Extracted records
[Start of section]
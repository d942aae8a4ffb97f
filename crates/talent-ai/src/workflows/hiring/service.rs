use std::collections::{BTreeSet, HashMap};
use std::sync::atomic::{AtomicU64, Ordering};
use std::sync::{Arc, Mutex};

use axum::http::StatusCode;
use futures::future::join_all;
use serde::{Deserialize, Serialize};
use tokio::runtime::Handle;
use tracing::{debug, info, warn};

use super::columns::{board_view, ColumnBoard, ColumnFilter, ColumnState, ColumnView, SortOrder};
use super::domain::{
    ApplicantRecord, CandidateProfile, JobId, JobPosting, RequestId, ScheduledInterview, Stage,
    UserId,
};
use super::export::{
    export_file_name, write_full_export, write_quick_export, ExportError, ExportKind, ExportRow,
    QuickExportRow,
};
use super::gateway::{
    AnalysisRequest, ApplicantBrief, ComparisonAnalysis, ComparisonCandidate, ComparisonRequest,
    FeedbackRequest, GatewayError, InsightGateway, JobBrief, FALLBACK_REJECTION_FEEDBACK,
    MAX_COMPARISON_CANDIDATES, MAX_FEEDBACK_PEERS, MIN_COMPARISON_CANDIDATES,
};
use super::notifications::{
    template_for, BroadcastReport, DeliveryFailure, DispatchError, MessageDraft, MessageTemplate,
    NotificationDispatcher,
};
use super::pipeline::Pipeline;
use super::repository::{
    ApplicantPatch, ApplicantRepository, PatchPrecondition, RepositoryError, TalentDirectory,
};
use super::selection::{SelectAllOutcome, SelectionSet};
use super::transitions::{
    can_transition, check_target, plan_move, transition_patch, BulkMoveReport, Confirmation,
    FeedbackResolution, FeedbackTicket, MoveOutcome, SkippedMove, TransitionError,
};
use crate::config::PipelineConfig;

static REQUEST_SEQUENCE: AtomicU64 = AtomicU64::new(1);

fn next_request_id() -> RequestId {
    RequestId(REQUEST_SEQUENCE.fetch_add(1, Ordering::Relaxed))
}

/// Whether an analysis call may reuse the cached result.
#[derive(Debug, Clone, Copy, PartialEq, Eq, Default, Serialize, Deserialize)]
#[serde(rename_all = "snake_case")]
pub enum AnalysisMode {
    #[default]
    UseCache,
    Refresh,
}

impl From<bool> for AnalysisMode {
    fn from(force: bool) -> Self {
        if force {
            AnalysisMode::Refresh
        } else {
            AnalysisMode::UseCache
        }
    }
}
pub(crate) async fn toggle_selection_handler<R, D, G, N>(
    State(service): Service<R, D, G, N>,
    Path((job_id, user_id)): Path<(String, String)>,
) -> Response
where
    R: ApplicantRepository + 'static,
    D: TalentDirectory + 'static,
    G: InsightGateway + 'static,
    N: NotificationDispatcher + 'static,
{
    let user_id = UserId(user_id);
    match service.toggle_selection(&JobId(job_id), &user_id) {
        Ok(selected) => {
            let payload = json!({ "user_id": user_id, "selected": selected });
            (StatusCode::OK, axum::Json(payload)).into_response()
        }
        Err(error) => failure(error),
    }
}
[End of section]
=== Problem requirements ===
Where a line of the records holds the word "InsightGateway", copy that line.

=== Problem solution ===
    FeedbackRequest, GatewayError, InsightGateway, JobBrief, FALLBACK_REJECTION_FEEDBACK,
    G: InsightGateway + 'static,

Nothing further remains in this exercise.